I almost didn't hear it when the secretary called my name — my heart rate had picked up, a new ringing in my ears. It wasn't until she waved at me did I jolt and rise out of my seat on shaky knees.
My breathing was quick, uneven as I approached the desk and the woman pointed down the hall, past the mural, the way to the office, the interview. I didn't turn my head. I couldn't. I didn't want to look at it again.
I didn't want to see my mother's name.
I knew it was there. I knew it was waiting for me.
The worst thing was that I wanted to find her name. I had to see it, just to make sure. Why, I didn't know. I just had to.
But that would only make it worse.
I was already struggling just to breathe. I hadn't moved for a long moment and the secretary was giving me a funny look now. I pulled on an awkward smile before forcing my feet away from her desk and towards the hallway, towards the mural.
I did everything I could not to look. I turned my gaze to the floor, to the ceiling, unfocused my eyes so everything was a blur.
But I was still drawn to the list of names on the bottom of the mural. I passed one after another as I headed down the hallway. Each step was matched to a beat of my frantic heart. What was wrong with me? Why did it feel like I was suddenly running a marathon?
The thoughts rushed in from nowhere. Hell's Kitchen. Rubble. Mom. Her grave. Seeing her laugh and smile over dinner, sitting next to my bed while I was sick, crying over me as I bled out in the ambulance. That was the last thing I remembered of her. Watching her as I died.
The blazer clung to the back of my neck and arms. I'd broken out in a cold sweat, but I couldn't take it off now — not unless I wanted the interviewer to see my tattoo and ruin my professional look.
I wasn't really concerned with looking 'professional' right now, however. I was already feeling dizzy, sick. I didn't want to be here anymore.
My hands gripped the armrests. I could barely remember to restrain myself before I accidentally broke something.
I remembered this feeling. Like a rug was being yanked out from underneath me, and I fell back into a terrifying abyss.
The worst part was, I still hadn't figured out how to get out of it.
Guilt. Strong, unrelenting guilt clutched at my chest. About the Incident. I didn't know wh
y. But I'd heard the stories, I'd seen the footage. They still talked about it on the news. Kids at school all had their own versions, of where they were when it happened. Most of them lived outside of Manhattan, so they really only watched. Very few were in the actual thick of it. They were the heroes of the school.
Meanwhile, I had been the only one without a story to tell. I wasn't even in the country. I couldn't even remember the day. I was trapped in the Crucible, drifting in a toxic blur. It probably happened on a day when I'd forgotten I had a family.

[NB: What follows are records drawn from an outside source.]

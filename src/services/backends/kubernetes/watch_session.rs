
use crate::configuration::models::cluster_configuration::ClusterConfiguration;
use crate::contracts::condition::ConditionList;
use crate::contracts::resource_identity::ResourceIdentity;
use crate::services::backends::kubernetes::cluster_client::{ClusterClient, WatchPayload};
use crate::services::backends::kubernetes::resource_update_handler::ResourceUpdateHandler;
use crate::services::backends::kubernetes::resource_url_builder::watch_path;
use crate::services::result_cache::CacheTarget;
use futures::StreamExt;
use log::{debug, info};
use percent_encoding::percent_decode_str;
use std::sync::Arc;
use tokio::task::JoinHandle;
use uuid::Uuid;

/// What a watch session follows: one named resource of a collection, and the cache slot it updates.
#[derive(Debug, Clone)]
pub struct WatchSubscription {
    pub configuration: ClusterConfiguration,
    pub collection: ResourceIdentity,
    pub resource_name: String,
    pub target: CacheTarget,
}

impl WatchSubscription {
    /// Field selector matching the resource name. The name is percent-decoded first.
    pub fn field_selector(&self) -> String {
        format!(
            "metadata.name={}",
            percent_decode_str(&self.resource_name).decode_utf8_lossy()
        )
    }
}

/// Conditions of the first object of a watch payload. An empty payload yields an empty list.
pub fn first_item_conditions(payload: &WatchPayload) -> ConditionList {
    payload.first().map(|object| object.conditions()).unwrap_or_default()
}

/// A background task consuming one watch stream. Stream errors are reported and consumption goes on;
/// the session ends when the stream ends, when it is stopped, or when it is dropped.
pub struct WatchSession {
    id: Uuid,
    handle: JoinHandle<()>,
}

impl WatchSession {
    pub fn start(
        client: Arc<dyn ClusterClient>,
        subscription: WatchSubscription,
        update_handler: Arc<dyn ResourceUpdateHandler<ConditionList>>,
    ) -> Self {
        let id = Uuid::new_v4();
        let handle = tokio::spawn(consume(id, client, subscription, update_handler));
        WatchSession { id, handle }
    }

    pub fn id(&self) -> Uuid {
        self.id
    }

    pub fn is_finished(&self) -> bool {
        self.handle.is_finished()
    }

    pub fn stop(&self) {
        self.handle.abort();
        debug!(session:% = self.id; "Watch session stopped");
    }
}

impl Drop for WatchSession {
    fn drop(&mut self) {
        self.handle.abort();
    }
}

async fn consume(
    id: Uuid,
    client: Arc<dyn ClusterClient>,
    subscription: WatchSubscription,
    update_handler: Arc<dyn ResourceUpdateHandler<ConditionList>>,
) {
    let field_selector = subscription.field_selector();
    let target = &subscription.target;
    let collection_path = watch_path(&subscription.collection);
    info!(
        session:% = id,
        watch_path = collection_path.as_str(),
        field_selector = field_selector.as_str();
        "Starting watch for {}", target
    );

    let mut stream = match client
        .watch(&subscription.configuration, &subscription.collection, &field_selector)
        .await
    {
        Ok(stream) => stream,
        Err(e) => {
            update_handler.handle_update(target, &Err(e)).await;
            return;
        }
    };

    while let Some(event) = stream.next().await {
        match event {
            Ok(payload) => {
                let conditions = first_item_conditions(&payload);
                update_handler.handle_update(target, &Ok(conditions)).await;
            }
            Err(e) => update_handler.handle_update(target, &Err(e)).await,
        }
    }
    info!(session:% = id; "Watch stream for {} closed", target);
}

But I couldn't tell people that. Whenever someone had asked me where I was, I could only shrug. I'd gotten dirty looks for telling them I didn't remember.
It was like I couldn't get away, I couldn't forget, not even for a moment. Now I could visualize the Incident it clearly in my head. The torn up streets, the screeching monsters and plummeting behemoths, people trapped and terrified as the entire island was cut off from the rest of the world.